The Great Fear, by The Zman

We’re rapidly reaching the point where nobody trusts anybody. From The Zman on a guest post at theburningplatform:

Imagine if tomorrow, a space ship descends to earth, hovering over some part of the United States. At some point, when the eyes of the world are fixed on the event, the ship lands and out pops a bunch of aliens. These aliens are able to speak to the people of earth in a way that everyone can understand them. They explain where they are from and that earth is just one of many planets with sentient life. Further, most of the people in charge of earth are aliens sent to run things while the talking monkeys get up to speed.

For a fuller presentation of this concept, you can watch the John Carpenter movie, They Live. One thing I liked about that movie, is that when people realized the truth, they were stunned and confused. Paranoia immediately set in as they tried to reorient themselves to the new reality. That’s what would happen in the above scenario. Suddenly confronted by the truth, everyone would know most of what they have been told was a lie. That would lead to questioning of everything else, then mass paranoia and fear.

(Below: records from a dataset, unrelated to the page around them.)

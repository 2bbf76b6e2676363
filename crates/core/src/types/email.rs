//! Normalized email addresses used as login identifiers.

use core::fmt;

use serde::{Deserialize, Serialize};

/// Errors that can occur when parsing an [`Email`].
#[derive(thiserror::Error, Debug, Clone, PartialEq, Eq)]
pub enum EmailError {
    /// The input is empty after trimming.
    #[error("email cannot be empty")]
    Empty,
    /// The input is too long.
    #[error("email must be at most {max} characters")]
    TooLong {
        /// Maximum allowed length.
        max: usize,
    },
    /// The input contains whitespace inside the address.
    #[error("email cannot contain whitespace")]
    Whitespace,
    /// The input does not contain exactly one @ symbol.
    #[error("email must contain exactly one @ symbol")]
    InvalidAtSymbol,
    /// The local part (before @) is empty.
    #[error("email local part cannot be empty")]
    EmptyLocalPart,
    /// The domain (after @) is empty or has no dot.
    #[error("email domain is invalid")]
    InvalidDomain,
}

/// A trimmed, lowercased email address.
///
/// Users log in with their email, so two spellings of the same address must
/// compare equal: parsing normalizes before validating.
///
/// ```
/// use stockroom_core::Email;
///
/// let email = Email::parse("  Seller@Example.COM ").unwrap();
/// assert_eq!(email.as_str(), "seller@example.com");
///
/// assert!(Email::parse("no-at-symbol").is_err());
/// assert!(Email::parse("user@localhost").is_err());
/// ```
#[derive(Debug, Clone, Serialize, Deserialize, PartialEq, Eq, Hash)]
#[serde(try_from = "String", into = "String")]
pub struct Email(String);

impl Email {
    /// Maximum length of an email address (RFC 5321).
    pub const MAX_LENGTH: usize = 254;

    /// Parse and normalize an `Email`.
    ///
    /// # Errors
    ///
    /// Returns an [`EmailError`] describing the first rule the input breaks.
    pub fn parse(s: &str) -> Result<Self, EmailError> {
        let normalized = s.trim().to_lowercase();

        if normalized.is_empty() {
            return Err(EmailError::Empty);
        }
        if normalized.len() > Self::MAX_LENGTH {
            return Err(EmailError::TooLong {
                max: Self::MAX_LENGTH,
            });
        }
        if normalized.chars().any(char::is_whitespace) {
            return Err(EmailError::Whitespace);
        }

        let mut parts = normalized.split('@');
        let (Some(local), Some(domain), None) = (parts.next(), parts.next(), parts.next()) else {
            return Err(EmailError::InvalidAtSymbol);
        };

        if local.is_empty() {
            return Err(EmailError::EmptyLocalPart);
        }
        if domain.is_empty()
            || !domain.contains('.')
            || domain.starts_with('.')
            || domain.ends_with('.')
        {
            return Err(EmailError::InvalidDomain);
        }

        Ok(Self(normalized))
    }

    /// Returns the email address as a string slice.
    #[must_use]
    pub fn as_str(&self) -> &str {
        &self.0
    }

    /// Returns the domain part of the address.
    #[must_use]
    pub fn domain(&self) -> &str {
        self.0.rsplit('@').next().unwrap_or_default()
    }
}

impl fmt::Display for Email {
    fn fmt(&self, f: &mut fmt::Formatter<'_>) -> fmt::Result {
        f.write_str(&self.0)
    }
}

impl std::str::FromStr for Email {
    type Err = EmailError;

    fn from_str(s: &str) -> Result<Self, Self::Err> {
        Self::parse(s)
    }
}

impl TryFrom<String> for Email {
    type Error = EmailError;

    fn try_from(value: String) -> Result<Self, Self::Error> {
        Self::parse(&value)
    }
}

impl From<Email> for String {
    fn from(email: Email) -> Self {
        email.0
    }
}

impl AsRef<str> for Email {
    fn as_ref(&self) -> &str {
        &self.0
    }
}

#[cfg(feature = "postgres")]
impl sqlx::Type<sqlx::Postgres> for Email {
    fn type_info() -> sqlx::postgres::PgTypeInfo {
        <String as sqlx::Type<sqlx::Postgres>>::type_info()
    }

    fn compatible(ty: &sqlx::postgres::PgTypeInfo) -> bool {
        <String as sqlx::Type<sqlx::Postgres>>::compatible(ty)
    }
}

#[cfg(feature = "postgres")]
impl<'r> sqlx::Decode<'r, sqlx::Postgres> for Email {
    fn decode(value: sqlx::postgres::PgValueRef<'r>) -> Result<Self, sqlx::error::BoxDynError> {
        // Stored values were normalized on the way in
        let s = <String as sqlx::Decode<sqlx::Postgres>>::decode(value)?;
        Ok(Self(s))
    }
}

#[cfg(feature = "postgres")]
impl sqlx::Encode<'_, sqlx::Postgres> for Email {
    fn encode_by_ref(
        &self,
        buf: &mut sqlx::postgres::PgArgumentBuffer,
    ) -> Result<sqlx::encode::IsNull, sqlx::error::BoxDynError> {
        <String as sqlx::Encode<sqlx::Postgres>>::encode_by_ref(&self.0, buf)
    }
}

#[cfg(test)]
#[allow(clippy::unwrap_used)]
mod tests {
    use super::*;

    #[test]
    fn test_normalizes_case_and_whitespace() {
        let email = Email::parse(" Buyer@Shop.Example.com\n").unwrap();
        assert_eq!(email.as_str(), "buyer@shop.example.com");
        assert_eq!(email.domain(), "shop.example.com");
    }

    #[test]
    fn test_rejects_malformed_addresses() {
        assert_eq!(Email::parse("   "), Err(EmailError::Empty));
        assert_eq!(Email::parse("a b@c.com"), Err(EmailError::Whitespace));
        assert_eq!(Email::parse("a@b@c.com"), Err(EmailError::InvalidAtSymbol));
        assert_eq!(Email::parse("plain"), Err(EmailError::InvalidAtSymbol));
        assert_eq!(Email::parse("@c.com"), Err(EmailError::EmptyLocalPart));
        assert_eq!(Email::parse("a@localhost"), Err(EmailError::InvalidDomain));
        assert_eq!(Email::parse("a@.com"), Err(EmailError::InvalidDomain));
    }

    #[test]
    fn test_rejects_overlong_address() {
        let long = format!("{}@example.com", "x".repeat(250));
        assert!(matches!(
            Email::parse(&long),
            Err(EmailError::TooLong { max: 254 })
        ));
    }

    #[test]
    fn test_deserialize_validates() {
        let ok: Email = serde_json::from_str("\"Owner@Example.com\"").unwrap();
        assert_eq!(ok.as_str(), "owner@example.com");
        assert!(serde_json::from_str::<Email>("\"nope\"").is_err());
    }
}
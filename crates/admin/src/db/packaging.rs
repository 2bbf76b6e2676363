//! Packaging repository.

use sqlx::PgPool;

use stockroom_core::{PackagingId, UserId};

use super::RepositoryError;
use crate::models::{Packaging, PackagingInput};

/// Repository for packaging database operations.
pub struct PackagingRepository<'a> {
    pool: &'a PgPool,
}

impl<'a> PackagingRepository<'a> {
    /// Create a new packaging repository.
    #[must_use]
    pub const fn new(pool: &'a PgPool) -> Self {
        Self { pool }
    }

    /// List a user's packaging by name.
    ///
    /// # Errors
    ///
    /// Returns `RepositoryError::Database` if the query fails.
    pub async fn list(&self, user_id: UserId) -> Result<Vec<Packaging>, RepositoryError> {
        let packaging = sqlx::query_as::<_, Packaging>(
            r"
            SELECT id, user_id, name, description, unit_cost, quantity, created_at, updated_at
            FROM backoffice.packaging
            WHERE user_id = $1 AND deleted_at IS NULL
            ORDER BY name, id
            ",
        )
        .bind(user_id)
        .fetch_all(self.pool)
        .await?;

        Ok(packaging)
    }

    /// Get one of a user's packaging records.
    ///
    /// # Errors
    ///
    /// Returns `RepositoryError::Database` if the query fails.
    pub async fn get(
        &self,
        user_id: UserId,
        id: PackagingId,
    ) -> Result<Option<Packaging>, RepositoryError> {
        let packaging = sqlx::query_as::<_, Packaging>(
            r"
            SELECT id, user_id, name, description, unit_cost, quantity, created_at, updated_at
            FROM backoffice.packaging
            WHERE id = $1 AND user_id = $2 AND deleted_at IS NULL
            ",
        )
        .bind(id)
        .bind(user_id)
        .fetch_optional(self.pool)
        .await?;

        Ok(packaging)
    }

    /// Create a packaging record.
    ///
    /// # Errors
    ///
    /// Returns `RepositoryError::Database` if the insert fails.
    pub async fn create(
        &self,
        user_id: UserId,
        input: &PackagingInput,
    ) -> Result<Packaging, RepositoryError> {
        let packaging = sqlx::query_as::<_, Packaging>(
            r"
            INSERT INTO backoffice.packaging (user_id, name, description, unit_cost, quantity)
            VALUES ($1, $2, $3, $4, $5)
            RETURNING id, user_id, name, description, unit_cost, quantity, created_at, updated_at
            ",
        )
        .bind(user_id)
        .bind(&input.name)
        .bind(&input.description)
        .bind(input.unit_cost)
        .bind(input.quantity)
        .fetch_one(self.pool)
        .await?;

        Ok(packaging)
    }

    /// Replace a packaging record's name and description.
    ///
    /// Unit cost and quantity are opening values; afterwards they move only
    /// through replenishment.
    ///
    /// # Errors
    ///
    /// Returns `RepositoryError::NotFound` if the record does not exist.
    pub async fn update(
        &self,
        user_id: UserId,
        id: PackagingId,
        input: &PackagingInput,
    ) -> Result<Packaging, RepositoryError> {
        let packaging = sqlx::query_as::<_, Packaging>(
            r"
            UPDATE backoffice.packaging
            SET name = $3,
                description = $4,
                updated_at = now()
            WHERE id = $1 AND user_id = $2 AND deleted_at IS NULL
            RETURNING id, user_id, name, description, unit_cost, quantity, created_at, updated_at
            ",
        )
        .bind(id)
        .bind(user_id)
        .bind(&input.name)
        .bind(&input.description)
        .fetch_optional(self.pool)
        .await?;

        packaging.ok_or(RepositoryError::NotFound)
    }

    /// Whether a live product still uses this packaging.
    ///
    /// # Errors
    ///
    /// Returns `RepositoryError::Database` if the query fails.
    pub async fn is_in_use(&self, user_id: UserId, id: PackagingId) -> Result<bool, RepositoryError> {
        let in_use = sqlx::query_scalar::<_, bool>(
            r"
            SELECT EXISTS (
                SELECT 1
                FROM backoffice.product
                WHERE user_id = $1 AND packaging_id = $2 AND deleted_at IS NULL
            )
            ",
        )
        .bind(user_id)
        .bind(id)
        .fetch_one(self.pool)
        .await?;

        Ok(in_use)
    }

    /// Soft-delete a packaging record. Returns `false` if there was nothing to delete.
    ///
    /// The delete statement re-checks for referencing products.
    ///
    /// # Errors
    ///
    /// Returns `RepositoryError::Conflict` if a live product references it.
    pub async fn soft_delete(
        &self,
        user_id: UserId,
        id: PackagingId,
    ) -> Result<bool, RepositoryError> {
        if self.is_in_use(user_id, id).await? {
            return Err(RepositoryError::Conflict(
                "packaging is still used by a product".to_string(),
            ));
        }

        let result = sqlx::query(
            r"
            UPDATE backoffice.packaging
            SET deleted_at = now(), updated_at = now()
            WHERE id = $1 AND user_id = $2 AND deleted_at IS NULL
              AND NOT EXISTS (
                  SELECT 1 FROM backoffice.product
                  WHERE packaging_id = $1 AND user_id = $2 AND deleted_at IS NULL
              )
            ",
        )
        .bind(id)
        .bind(user_id)
        .execute(self.pool)
        .await?;

        Ok(result.rows_affected() > 0)
    }
}
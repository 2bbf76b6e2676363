//! In-process router tests.
//!
//! Requests go through the real router and extractors with a lazily
//! connected pool, so only paths that stop before the database are covered
//! here: health, authentication rejections, validation and the eBay guard.

#![allow(clippy::unwrap_used, clippy::expect_used)]

use axum::{
    Router,
    body::{Body, to_bytes},
    http::{Request, StatusCode, header},
};
use secrecy::SecretString;
use serde_json::{Value, json};
use sqlx::postgres::PgPoolOptions;
use tower::ServiceExt;

use stockroom_admin::config::AdminConfig;
use stockroom_admin::routes;
use stockroom_admin::state::AppState;
use stockroom_core::{Email, UserId};

fn test_state() -> AppState {
    let config = AdminConfig {
        database_url: SecretString::from("postgres://localhost/stockroom_test"),
        host: "127.0.0.1".parse().unwrap(),
        port: 3001,
        base_url: "http://localhost:3001".to_string(),
        jwt_secret: SecretString::from("k3y-For-Router-Tests-9f8e7d6c5b4a3210"),
        jwt_ttl_hours: 1,
        ebay: None,
        sentry_dsn: None,
        sentry_environment: None,
        sentry_sample_rate: 1.0,
        sentry_traces_sample_rate: 0.0,
        tls: None,
    };
    let pool = PgPoolOptions::new()
        .connect_lazy("postgres://localhost/stockroom_test")
        .unwrap();
    AppState::new(config, pool).unwrap()
}

fn app(state: &AppState) -> Router {
    routes::routes().with_state(state.clone())
}

fn bearer(state: &AppState) -> String {
    let email = Email::parse("owner@example.com").unwrap();
    let token = state.jwt().issue(UserId::new(1), &email).unwrap();
    format!("Bearer {token}")
}

async fn json_body(response: axum::response::Response) -> Value {
    let bytes = to_bytes(response.into_body(), usize::MAX).await.unwrap();
    serde_json::from_slice(&bytes).unwrap()
}

#[tokio::test]
async fn test_health() {
    let response = app(&test_state())
        .oneshot(Request::get("/health").body(Body::empty()).unwrap())
        .await
        .unwrap();
    assert_eq!(response.status(), StatusCode::OK);
}

#[tokio::test]
async fn test_api_without_token_is_401_json() {
    let response = app(&test_state())
        .oneshot(Request::get("/api/expenses").body(Body::empty()).unwrap())
        .await
        .unwrap();

    assert_eq!(response.status(), StatusCode::UNAUTHORIZED);
    let body = json_body(response).await;
    assert_eq!(body["error"], "Not logged in");
}

#[tokio::test]
async fn test_api_with_forged_token_is_401() {
    let response = app(&test_state())
        .oneshot(
            Request::get("/api/products")
                .header(header::AUTHORIZATION, "Bearer not.a.token")
                .body(Body::empty())
                .unwrap(),
        )
        .await
        .unwrap();

    assert_eq!(response.status(), StatusCode::UNAUTHORIZED);
    let body = json_body(response).await;
    assert_eq!(body["error"], "Invalid or expired token");
}

#[tokio::test]
async fn test_page_without_token_redirects_to_login() {
    let response = app(&test_state())
        .oneshot(Request::get("/expenses").body(Body::empty()).unwrap())
        .await
        .unwrap();

    assert!(response.status().is_redirection());
    assert_eq!(
        response.headers().get(header::LOCATION).unwrap(),
        "/login"
    );
}

#[tokio::test]
async fn test_expense_validation_is_400() {
    let state = test_state();
    let response = app(&state)
        .oneshot(
            Request::post("/api/expenses")
                .header(header::AUTHORIZATION, bearer(&state))
                .header(header::CONTENT_TYPE, "application/json")
                .body(Body::from(
                    json!({
                        "description": "Bubble wrap",
                        "category": "packaging",
                        "amount": "0",
                        "expense_date": "2026-06-01"
                    })
                    .to_string(),
                ))
                .unwrap(),
        )
        .await
        .unwrap();

    assert_eq!(response.status(), StatusCode::BAD_REQUEST);
    let body = json_body(response).await;
    assert!(body["error"].as_str().unwrap().starts_with("amount"));
}

#[tokio::test]
async fn test_invoice_due_before_issue_is_400() {
    let state = test_state();
    let response = app(&state)
        .oneshot(
            Request::post("/api/invoices")
                .header(header::AUTHORIZATION, bearer(&state))
                .header(header::CONTENT_TYPE, "application/json")
                .body(Body::from(
                    json!({
                        "invoice_number": "INV-1",
                        "customer_name": "Acme",
                        "issue_date": "2026-06-10",
                        "due_date": "2026-06-01",
                        "subtotal": "100.00",
                        "tax": "0"
                    })
                    .to_string(),
                ))
                .unwrap(),
        )
        .await
        .unwrap();

    assert_eq!(response.status(), StatusCode::BAD_REQUEST);
    let body = json_body(response).await;
    assert!(body["error"].as_str().unwrap().starts_with("due_date"));
}

#[tokio::test]
async fn test_ebay_orders_without_configuration_is_503() {
    let state = test_state();
    let response = app(&state)
        .oneshot(
            Request::get("/api/ebay/orders")
                .header(header::AUTHORIZATION, bearer(&state))
                .body(Body::empty())
                .unwrap(),
        )
        .await
        .unwrap();

    assert_eq!(response.status(), StatusCode::SERVICE_UNAVAILABLE);
    let body = json_body(response).await;
    assert_eq!(body["error"], "eBay integration is not configured");
}

#[tokio::test]
async fn test_unknown_route_is_404() {
    let response = app(&test_state())
        .oneshot(Request::get("/api/nope").body(Body::empty()).unwrap())
        .await
        .unwrap();
    assert_eq!(response.status(), StatusCode::NOT_FOUND);
}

Something like this happened in revolutionary France. Instead of space aliens, they got a collapse of the old order. Feudalism had been under great strain due to the new economics of the age. Trade and the beginning of the industrial age challenged the old economic system. There was also the rampant corruption in the French economic system that was slowing bankrupting the government. The King was not just broke. Massive borrowing to keep the system running had made the system insolvent.

The French Revolution was not just a money issue. Within one year, the King went from being god-like to merely a citizen. That was not a small thing. Symbolism is an important part of the normal rhythms of human society. The social order of France was built upon the King having a divine right to rule. Once the king became just another guy, the whole system stopped making sense. It was a short trip from there to conspiracies about the aristocrats plotting against the people. The result was the Great Fear.

That has been coming to mind often of late. My twitter feed is full of posts that can be charitably described as batshit crazy. Scan through the news and you see “reports” that range from the ridiculous to the deranged. I don’t have a Faceberg account, but I’m told that all sorts of crackpot stories are popping up there too. I’ve had to reconfigure my news reading in order to filter out the crazy rumors and made up nonsense. It feels like the wheels have come off the cart and we live in a world of nonsense.

The reason, I suspect, is the growing awareness that much of what we have taken for granted is, at the minimum, not what it appears to be. The open hostility of so-called conservatives toward the people they claim to represent, for example, has been quite an eye-opener for a lot of people. You don’t have to be a red-pilled conspiracy monger to think the whole conservative movement was just a money scam all along.